In Summary

We achieved the following for our question search in Mongo:

  • p99 from >30s to 100ms
  • average 2s to 50ms

If you’re curious how, keep reading :)

Background

Allen Digital has a few million questions curated over the years, belonging to various topics and streams. These questions have been asked in previous tests and may have appeared in some papers, but most remain unutilized.
As our platform matures, we want to build an ecosystem that revolves around these questions and uses them in various places. Be it proctored tests, guided progressions, random questions from a topic, custom tests, or even personalized tests for students.
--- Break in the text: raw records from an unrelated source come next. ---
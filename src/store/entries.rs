//! Server entry records.
//!
//! A server entry describes one remote endpoint: its identity (the IP
//! address), region, the transport profiles it supports and the ports they
//! dial, the inner-channel host key, the obfuscation keyword, and optional
//! front-hop addresses. Entries arrive from server lists as hex-encoded
//! blobs and are kept durably in the [`Datastore`].

use std::collections::HashMap;

use serde::{Deserialize, Serialize};
use tracing::{info, warn};

use super::{
    Datastore, StoreError, BUCKET_DIAL_PARAMETERS, BUCKET_KEY_VALUES, BUCKET_SERVER_ENTRIES,
    KEY_AFFINITY_SERVER_ENTRY_ID, KEY_LAST_SERVER_ENTRY_FILTER,
};

/// Transport profiles that carry tactics requests; these use a lighter
/// handshake and are dialable before a full tunnel exists.
pub const TACTICS_CAPABLE_PROFILES: [&str; 2] = ["obfuscated-tls", "fronted-tls"];

/// One remote endpoint.
#[derive(Debug, Clone, PartialEq, Serialize, Deserialize)]
#[serde(rename_all = "camelCase", default)]
pub struct ServerEntry {
    /// Stable identifier.
    pub ip_address: String,
    pub region: String,
    /// Monotonically increasing; replacement requires a strictly greater
    /// version unless explicitly forced.
    pub configuration_version: i64,
    /// Names of supported transport profiles.
    pub capabilities: Vec<String>,
    /// Dial port per supported profile.
    pub dial_ports: HashMap<String, u16>,
    /// Public host key of the inner channel.
    pub host_public_key: String,
    /// Keyword keying the obfuscator.
    pub obfuscation_keyword: String,
    /// Optional front-hop addresses for fronted profiles.
    pub fronting_addresses: Vec<String>,
    pub web_server_port: u16,
    pub web_server_secret: String,
    pub web_server_certificate: String,
}
//! Resolution and caching of result-space environments
//!
//! Sourcing another build's generated setup script yields the environment a
//! workspace needs to chain that build's artifacts. This crate implements
//! the pipeline around that: fingerprinting of environment hooks to detect
//! staleness, construction and execution of the sourcing command through a
//! clean shell, filtering of shell-invocation artifacts, per-path caching of
//! the outcome, and application of a resolved environment to the calling
//! process.
//!
//! The subprocess engine is a collaborator behind the [`CommandRunner`]
//! trait; [`ShellRunner`] is the default implementation. Resolution is
//! synchronous and blocking: a call returns once the sourcing subprocess has
//! terminated and its output has been consumed.

pub mod cache;
pub mod executor;
pub mod fingerprint;
pub mod resolver;

pub use cache::EnvCache;
pub use executor::{CommandRunner, OutputChunks, ShellRunner, SourceCommand};
pub use fingerprint::hook_fingerprints;
pub use resolver::{ResolveOptions, Resolver, build_source_command};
To make this possible we need to fetch and filter the questions fast and in real-time with the help of quick backend systems.

While aiming for latency improvements in microservices, we need to optimize every possible layer. One such important layer is the database. Databases are, in fact, the most critical piece in this puzzle. In our case, it’s even more critical because of the vast amount of data we have. The few million questions we discussed are just the latest versions; if we consider the different versions with modified content, corrected answers, etc, the number goes up several folds (5x). Your DB reads cannot be slow when you want your API to be fast. We use MongoDB to store the questions.

Data and Initial Query

Today, we talk about how we optimized our query to make it performant and do things that were out of reach before.
The following is how the data looks: many unnecessary fields for this post have been omitted for clarity.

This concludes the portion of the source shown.